> **YOUR OBJECTIVE**
Search the records below for the string "const" and report only the number of lines that contain it.

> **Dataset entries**

-------------------------

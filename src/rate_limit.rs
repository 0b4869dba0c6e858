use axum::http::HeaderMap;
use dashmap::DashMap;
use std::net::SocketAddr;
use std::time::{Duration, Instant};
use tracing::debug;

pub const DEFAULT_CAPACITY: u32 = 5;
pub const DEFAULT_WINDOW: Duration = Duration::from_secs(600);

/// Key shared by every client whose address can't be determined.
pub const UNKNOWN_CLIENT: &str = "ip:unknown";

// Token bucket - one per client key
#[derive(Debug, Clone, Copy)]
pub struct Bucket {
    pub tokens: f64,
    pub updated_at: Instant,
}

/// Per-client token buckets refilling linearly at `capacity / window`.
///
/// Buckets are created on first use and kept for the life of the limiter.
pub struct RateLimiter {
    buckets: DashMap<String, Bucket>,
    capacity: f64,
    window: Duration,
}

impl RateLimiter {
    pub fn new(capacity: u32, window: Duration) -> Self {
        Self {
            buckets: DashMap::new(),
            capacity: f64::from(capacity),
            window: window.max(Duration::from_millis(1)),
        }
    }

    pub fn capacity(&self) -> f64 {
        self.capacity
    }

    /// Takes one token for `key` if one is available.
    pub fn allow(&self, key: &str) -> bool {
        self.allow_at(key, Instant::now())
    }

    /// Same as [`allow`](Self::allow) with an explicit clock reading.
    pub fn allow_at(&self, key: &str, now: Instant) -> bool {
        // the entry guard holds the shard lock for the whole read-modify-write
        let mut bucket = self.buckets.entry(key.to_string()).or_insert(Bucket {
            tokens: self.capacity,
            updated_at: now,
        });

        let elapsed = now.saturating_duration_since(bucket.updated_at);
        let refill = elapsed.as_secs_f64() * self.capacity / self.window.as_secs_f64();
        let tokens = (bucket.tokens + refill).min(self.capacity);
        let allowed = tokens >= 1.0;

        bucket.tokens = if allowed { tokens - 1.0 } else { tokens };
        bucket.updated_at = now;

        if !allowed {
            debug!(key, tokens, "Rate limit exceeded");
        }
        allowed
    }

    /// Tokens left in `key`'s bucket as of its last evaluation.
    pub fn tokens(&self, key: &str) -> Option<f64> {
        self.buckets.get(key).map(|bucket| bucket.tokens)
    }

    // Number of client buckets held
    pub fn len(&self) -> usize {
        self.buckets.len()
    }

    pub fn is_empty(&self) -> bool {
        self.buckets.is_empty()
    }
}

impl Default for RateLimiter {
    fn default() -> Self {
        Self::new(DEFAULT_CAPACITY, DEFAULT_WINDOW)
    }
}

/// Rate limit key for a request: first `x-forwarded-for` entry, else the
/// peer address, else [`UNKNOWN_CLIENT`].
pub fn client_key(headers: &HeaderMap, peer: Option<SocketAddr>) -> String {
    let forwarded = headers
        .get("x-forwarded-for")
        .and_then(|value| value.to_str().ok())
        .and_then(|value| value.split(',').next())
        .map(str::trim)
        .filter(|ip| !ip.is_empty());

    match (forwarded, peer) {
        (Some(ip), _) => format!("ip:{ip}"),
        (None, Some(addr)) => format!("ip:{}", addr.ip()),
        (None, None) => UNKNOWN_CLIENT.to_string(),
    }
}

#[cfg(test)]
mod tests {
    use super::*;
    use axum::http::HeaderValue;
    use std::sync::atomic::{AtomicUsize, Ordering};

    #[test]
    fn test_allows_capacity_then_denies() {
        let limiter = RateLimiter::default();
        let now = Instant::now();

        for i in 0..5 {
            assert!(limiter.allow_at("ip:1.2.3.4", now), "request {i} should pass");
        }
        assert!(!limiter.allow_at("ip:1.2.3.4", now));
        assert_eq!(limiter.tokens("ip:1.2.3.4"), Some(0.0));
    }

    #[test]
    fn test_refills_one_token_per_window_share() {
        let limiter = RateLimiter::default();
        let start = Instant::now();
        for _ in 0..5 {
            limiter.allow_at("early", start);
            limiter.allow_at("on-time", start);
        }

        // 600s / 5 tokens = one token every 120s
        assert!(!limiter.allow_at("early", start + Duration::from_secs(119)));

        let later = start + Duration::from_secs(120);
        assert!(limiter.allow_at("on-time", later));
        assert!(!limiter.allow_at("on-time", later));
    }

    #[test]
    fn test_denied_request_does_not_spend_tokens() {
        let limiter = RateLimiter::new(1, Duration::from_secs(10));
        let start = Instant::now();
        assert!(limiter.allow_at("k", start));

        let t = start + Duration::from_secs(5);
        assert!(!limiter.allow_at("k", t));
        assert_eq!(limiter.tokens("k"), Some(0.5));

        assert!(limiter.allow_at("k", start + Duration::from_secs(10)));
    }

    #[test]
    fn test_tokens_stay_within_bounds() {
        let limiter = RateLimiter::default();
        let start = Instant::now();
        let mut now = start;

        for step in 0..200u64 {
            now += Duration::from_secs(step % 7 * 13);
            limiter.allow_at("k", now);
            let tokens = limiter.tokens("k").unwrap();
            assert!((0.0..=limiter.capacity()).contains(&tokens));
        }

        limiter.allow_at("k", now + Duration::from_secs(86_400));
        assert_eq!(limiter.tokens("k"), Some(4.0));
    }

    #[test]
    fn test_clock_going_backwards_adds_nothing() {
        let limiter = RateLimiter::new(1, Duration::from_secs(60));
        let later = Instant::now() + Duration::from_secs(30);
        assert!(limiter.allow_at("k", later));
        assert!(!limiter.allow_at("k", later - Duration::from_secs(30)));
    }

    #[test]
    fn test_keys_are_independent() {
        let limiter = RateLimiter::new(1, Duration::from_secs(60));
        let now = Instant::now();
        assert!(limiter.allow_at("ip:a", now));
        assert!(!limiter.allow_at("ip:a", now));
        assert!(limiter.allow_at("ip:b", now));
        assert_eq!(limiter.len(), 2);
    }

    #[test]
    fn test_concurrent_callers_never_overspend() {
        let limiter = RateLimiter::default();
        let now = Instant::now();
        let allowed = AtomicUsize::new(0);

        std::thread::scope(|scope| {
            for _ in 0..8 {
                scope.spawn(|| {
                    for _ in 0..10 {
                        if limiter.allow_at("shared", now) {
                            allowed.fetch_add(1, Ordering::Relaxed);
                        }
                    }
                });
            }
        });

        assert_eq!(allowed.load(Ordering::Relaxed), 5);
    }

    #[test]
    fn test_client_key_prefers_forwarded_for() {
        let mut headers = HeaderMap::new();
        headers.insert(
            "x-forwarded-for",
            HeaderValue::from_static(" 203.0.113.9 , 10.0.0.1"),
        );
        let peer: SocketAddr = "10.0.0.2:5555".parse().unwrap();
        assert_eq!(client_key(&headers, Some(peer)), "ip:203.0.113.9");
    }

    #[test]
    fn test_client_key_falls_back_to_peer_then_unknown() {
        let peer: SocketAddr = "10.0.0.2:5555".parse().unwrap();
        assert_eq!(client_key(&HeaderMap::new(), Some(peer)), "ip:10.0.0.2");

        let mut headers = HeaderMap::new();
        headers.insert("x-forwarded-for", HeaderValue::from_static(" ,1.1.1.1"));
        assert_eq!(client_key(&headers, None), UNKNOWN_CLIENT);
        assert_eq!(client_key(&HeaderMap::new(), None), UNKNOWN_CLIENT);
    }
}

-------------------------

> **OUTPUT FOR THIS TASK**
3